As we point out each time this bill is introduced, a violence ban is unconstitutional because a ban is never the most narrowly tailored means to the government's end. Nor is this end in the public interest, because it censors content. The fate of this bill should be the same as that of the others-the round file.

Value added

On a per-channel basis, cable-rate increases in 2000 have not even kept up with inflation. And that is not according to a study by the National Let's Make Cable Look Good Association. That's according to the FCC's legislatively mandated annual cable-rate study of thousands of operators. Unfortunately for cable, that was not the lead on most of the stories about the study. Its executive summary opened with the news that cable rates for both competitive and noncompetitive systems were up 5.8%, which was enough above the inflation rate (3.7%) to get the consumer groups exercised (of course, we guess just about any rise would have gotten a rise out of them). But that figure did not take into account the differences between last year's cable system and this year's upgraded model. Cable operators have been adding new channels and services at an impressive clip. In fact, the FCC study showed that 57% of the systems surveyed offer digital tiers, more than double last year's tally. Cable subs are getting an upgraded package at an average of a half-penny-per-channel increase.
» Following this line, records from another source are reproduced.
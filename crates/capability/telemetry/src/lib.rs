//! 日志初始化与引擎计数器。

use std::sync::OnceLock;
use std::sync::atomic::{AtomicU64, Ordering};
use tracing_subscriber::{EnvFilter, fmt};

/// 计数器快照。
#[derive(Debug, Clone, Copy, Default, PartialEq, Eq)]
pub struct MetricsSnapshot {
    pub frames_sent: u64,
    pub frames_received: u64,
    pub unsolicited_frames: u64,
    pub correlation_timeouts: u64,
    pub decode_errors: u64,
    pub exception_responses: u64,
    pub poll_cycles_succeeded: u64,
    pub poll_cycles_failed: u64,
    pub poll_groups_failed: u64,
    pub commands_confirmed: u64,
    pub commands_rejected: u64,
    pub slave_requests_served: u64,
    pub slave_connections_rejected: u64,
}

/// 引擎计数器。
pub struct TelemetryMetrics {
    frames_sent: AtomicU64,
    frames_received: AtomicU64,
    unsolicited_frames: AtomicU64,
    correlation_timeouts: AtomicU64,
    decode_errors: AtomicU64,
    exception_responses: AtomicU64,
    poll_cycles_succeeded: AtomicU64,
    poll_cycles_failed: AtomicU64,
    poll_groups_failed: AtomicU64,
    commands_confirmed: AtomicU64,
    commands_rejected: AtomicU64,
    slave_requests_served: AtomicU64,
    slave_connections_rejected: AtomicU64,
}

impl TelemetryMetrics {
    pub fn new() -> Self {
        Self {
            frames_sent: AtomicU64::new(0),
            frames_received: AtomicU64::new(0),
            unsolicited_frames: AtomicU64::new(0),
            correlation_timeouts: AtomicU64::new(0),
            decode_errors: AtomicU64::new(0),
            exception_responses: AtomicU64::new(0),
            poll_cycles_succeeded: AtomicU64::new(0),
            poll_cycles_failed: AtomicU64::new(0),
            poll_groups_failed: AtomicU64::new(0),
            commands_confirmed: AtomicU64::new(0),
            commands_rejected: AtomicU64::new(0),
            slave_requests_served: AtomicU64::new(0),
            slave_connections_rejected: AtomicU64::new(0),
        }
    }

    pub fn snapshot(&self) -> MetricsSnapshot {
        MetricsSnapshot {
            frames_sent: self.frames_sent.load(Ordering::Relaxed),
            frames_received: self.frames_received.load(Ordering::Relaxed),
            unsolicited_frames: self.unsolicited_frames.load(Ordering::Relaxed),
            correlation_timeouts: self.correlation_timeouts.load(Ordering::Relaxed),
            decode_errors: self.decode_errors.load(Ordering::Relaxed),
            exception_responses: self.exception_responses.load(Ordering::Relaxed),
            poll_cycles_succeeded: self.poll_cycles_succeeded.load(Ordering::Relaxed),
            poll_cycles_failed: self.poll_cycles_failed.load(Ordering::Relaxed),
            poll_groups_failed: self.poll_groups_failed.load(Ordering::Relaxed),
            commands_confirmed: self.commands_confirmed.load(Ordering::Relaxed),
            commands_rejected: self.commands_rejected.load(Ordering::Relaxed),
            slave_requests_served: self.slave_requests_served.load(Ordering::Relaxed),
            slave_connections_rejected: self
                .slave_connections_rejected
                .load(Ordering::Relaxed),
        }
    }
}

impl Default for TelemetryMetrics {
    fn default() -> Self {
        Self::new()
    }
}

static METRICS: OnceLock<TelemetryMetrics> = OnceLock::new();

/// 获取全局计数器实例。
pub fn metrics() -> &'static TelemetryMetrics {
    METRICS.get_or_init(TelemetryMetrics::new)
}

/// 初始化 tracing（默认 info）。
pub fn init_tracing() {
    let filter = EnvFilter::try_from_default_env().unwrap_or_else(|_| EnvFilter::new("info"));
    let _ = fmt().with_env_filter(filter).try_init();
}

/// 生成采集周期标识，挂在周期 span 上便于串联日志。
pub fn new_cycle_id() -> String {
    uuid::Uuid::new_v4().to_string()
}

/// 帧以十六进制输出（debug 日志用）。
pub fn hex(bytes: &[u8]) -> String {
    hex::encode_upper(bytes)
}

pub fn record_frame_sent() {
    metrics().frames_sent.fetch_add(1, Ordering::Relaxed);
}

pub fn record_frame_received() {
    metrics().frames_received.fetch_add(1, Ordering::Relaxed);
}

/// 记录无人等待（迟到或主动上送）的帧。
pub fn record_unsolicited_frame() {
    metrics().unsolicited_frames.fetch_add(1, Ordering::Relaxed);
}

pub fn record_correlation_timeout() {
    metrics().correlation_timeouts.fetch_add(1, Ordering::Relaxed);
}

pub fn record_decode_error() {
    metrics().decode_errors.fetch_add(1, Ordering::Relaxed);
}

pub fn record_exception_response() {
    metrics().exception_responses.fetch_add(1, Ordering::Relaxed);
}

pub fn record_poll_cycle_succeeded() {
    metrics().poll_cycles_succeeded.fetch_add(1, Ordering::Relaxed);
}

pub fn record_poll_cycle_failed() {
    metrics().poll_cycles_failed.fetch_add(1, Ordering::Relaxed);
}

pub fn record_poll_group_failed() {
    metrics().poll_groups_failed.fetch_add(1, Ordering::Relaxed);
}

/// 记录确认校验通过的写命令。
pub fn record_command_confirmed() {
    metrics().commands_confirmed.fetch_add(1, Ordering::Relaxed);
}

/// 记录失败的写命令（未连接、超时、确认不一致等）。
pub fn record_command_rejected() {
    metrics().commands_rejected.fetch_add(1, Ordering::Relaxed);
}

pub fn record_slave_request_served() {
    metrics().slave_requests_served.fetch_add(1, Ordering::Relaxed);
}

pub fn record_slave_connection_rejected() {
    metrics()
        .slave_connections_rejected
        .fetch_add(1, Ordering::Relaxed);
}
No one should be surprised. The deregulated cable industry has increasing competition for subscribers, so, even though it still has an expensive plant to amortize and more expensive programming to pay for, it continues to add channels and services, while keeping the per-channel price competitive. "Despite an increased number of channels," the FCC report pointed out, "the per-channel rate for the competitive group was unchanged, at 57 cents over the 12 months ending July 1, 2000, and increased for the noncompetitive group, from 65 cents to 66 cents per channel over that period." The cable act of 1992 requires that the FCC conduct a rate survey to make sure increases are reasonable and justified. Its most recent study has found just that.